To the girl on the Mumford bus who picks her nose then looks at the booger on the end of her finger, analyzes it, then eats it…
I know you try to be coy and hide what you are doing… but you are real bad at it. I can’t be the only person who notices this. And the thing is… you are quite hot to look at… then you blow it by eating snot on the bus.
I feel bad for your poor respective other who may be giving you a big wet kiss when you get home. Poor bastard. That’s just fuckin’ gross. It is things like this that make people want to drive their cars to work and avoid public transportation. —Anti-booger eating transit user
This article appears in Sep 23-29, 2010.


No OP. It’s stuff like this that makes me wish I was Howard Fucking Hughes and could avoid ALL human contact entirely.

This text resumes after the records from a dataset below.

use super::{BankEligibilityCalculator, BorrowerCapacity, EligibilityBreakdown};
use crate::pricing::domain::{Applicant, EmploymentProfile, Lender, Property};

const NET_INCOME_PROXY: f64 = 0.96;
const RETIREMENT_AGE: u32 = 70;
const MAX_TENURE_YEARS: u32 = 30;
const COST_SHEET_FUNDING: f64 = 0.90;

/// Net-income FOIR, cost-sheet and market-value caps.
#[derive(Debug, Clone, Copy, Default)]
pub struct LenderBCalculator;

impl LenderBCalculator {
    /// Salaried income is netted at 96% of gross; business income is taken as is.
    pub fn net_monthly_income(applicant: &Applicant) -> f64 {
        match applicant.profile {
            EmploymentProfile::Salaried => applicant.gross_monthly_salary * NET_INCOME_PROXY,
            _ => applicant.monthly_income(),
        }
    }

    pub fn foir(net_monthly_income: f64) -> f64 {
        if net_monthly_income <= 30_000.0 {
            0.55
        } else if net_monthly_income <= 50_000.0 {
            0.60
        } else if net_monthly_income <= 100_000.0 {
            0.65
        } else {
            0.70
        }
    }

    pub fn tenure_years(applicant: &Applicant) -> u32 {
        RETIREMENT_AGE
            .saturating_sub(applicant.age)
            .min(MAX_TENURE_YEARS)
    }

    pub fn cost_sheet_value(property: &Property) -> f64 {
        property.agreement_value + property.gst_amount() + property.other_charges
    }

    pub fn market_ltv_percent(market_value: f64) -> f64 {
        if market_value <= 3_000_000.0 {
            90.0
        } else if market_value <= 10_000_000.0 {
            80.0
        } else {
            75.0
        }
    }

    fn assess(applicant: &Applicant, rate_percent: f64) -> BorrowerCapacity {
        let income = Self::net_monthly_income(applicant);
        BorrowerCapacity::assess(
            income,
            Self::foir(income),
            applicant.existing_monthly_obligation,
            Self::tenure_years(applicant),
            rate_percent,
        )
    }
}

impl BankEligibilityCalculator for LenderBCalculator {
    fn lender(&self) -> Lender {
        Lender::LenderB
    }

    fn compute_eligibility(
        &self,
        applicant: &Applicant,
        co_applicant: Option<&Applicant>,
        property: &Property,
        rate_percent: f64,
    ) -> EligibilityBreakdown {
        let cost_sheet = Self::cost_sheet_value(property);
        // No independent valuation is available, so market value tracks the cost sheet.
        let market_value = cost_sheet;
        let ltv_percent = Self::market_ltv_percent(market_value);

        let cost_sheet_cap = cost_sheet * COST_SHEET_FUNDING;
        let market_cap = market_value * ltv_percent / 100.0;

        EligibilityBreakdown {
            lender: Lender::LenderB,
            applicant: Self::assess(applicant, rate_percent),
            co_applicant: co_applicant
                .map(|co| Self::assess(co, rate_percent))
                .unwrap_or_default(),
            considered_property_value: cost_sheet,
            ltv_percent,
            property_cap: cost_sheet_cap.min(market_cap),
        }
    }
}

“To the Spruce Moose Smithers”
Click – “I said, Get In!”
yikes, at least she could have the decency to wipe it on the seats^^^
Or smear it across the windows……or the hand rails. If she’s a NSCAD student, she could collect her snot discoveries and creature a sculpture.
Hahahahaha! Is this real?
better than a h1n1 shot, it is.
she’s just vaccinating herself from all the viral pathogens floating around….
and I suppose she’s vaccinating herself from pretty much anyone who sees her vaccinating herself.
Mmmm I love my car <3
Oh this makes me sad.
OP is just pissed because she didn’t offer some.
Mental issues maybe?
You guys are ITCHING to have her offer you some, c’mon, admit it…
Ick, it’s disgusting to think about, but I’m sure the majority of the population does grosser things in private. I’ve walked in on it before, and am still traumatized to this day… it’s really not my fault I’m a germaphobe.
As gross as it is, I’d rather her eat it than wipe in on the seat or the window, at least I can’t sit in it if it’s in her mouth…
I have to go wash my hands…
Dude don’t you have a camera cell phone ? next time get a shot and black mail her ass for some ahem special favours ….. I mean show her and explain the situation it puts her in as a fellow citizen 🙂
yeah, but just think of all that nice green protein she’s putting back in her body. yummy, gotta have onions with it though, or maybe just just powder stuff. honk a big one for all us bitchers baby, come on, you can do it.
And it’s ORGANIC. You should be proud that she is reducing her carbon footprint.
I can see the porn movie now – The Snotty Hotty! and you guys think eating donairs is gross…
Hahahaha this bitch is amazing! If I have to pick my nose on the bus then I always flick. And I wait until the bus is mostly empty.
Just dont pick your fucking nose on the bus, simple. Problem solved. Next
When your dancing with your honey
& you feel something runny
you’re certain that its funny
but its snot !
public bogger eating, might catch on like public nudity ~;o
you can pick you friends, you can pick your nose, but don’t pick your friend’s nose. merci mr. more that was funny
It is gross , no doubt about that. I can’t help but think if you weren’t staring at her then you wouldn’t have noticed. problem solved.
Good one More!
pain-sis, you beat me to it:)
Bus riders, beware the pick-n-flick a la jgoreham. Or maybe it could become a commuter sport, like paintball, only it’d be called boogerball. Bus board (bored?) boogerball! Coming to a bus near you.
More…
it always seems both happen on the metro transit…
be it crotchety ladies not crossing their jambons…
or peeps pic-n-flicking….
I’m sure my clothing would glow under the uv-bacterial light now as opposed to when I used to walk to work.
Not crossing their hams??
I know you mean legs, but it’s a cute mental image…. old lady in hair net with an old purse and carpet slippers, out grocery shopping with two hams in her lap, spread wide open…
I get my favourites after a day in the woodshop. Nice and crispy with a touch of blood for flavour. MMmm.
jeez louise walter, you have set the bar high for gourmand snacks^^^
The OP probably wishes the Hot Snot was eating some of his ball snot
Clever & gross, 8.6, puke.
i used to work at a place painting car motors and trunks, man o man, when i blew my beak, it was like a fucking neon rainbow, cool to look at too. this was way back in the 70’s now people.
You don’t want to look under my coffee table, or the edges of my counters.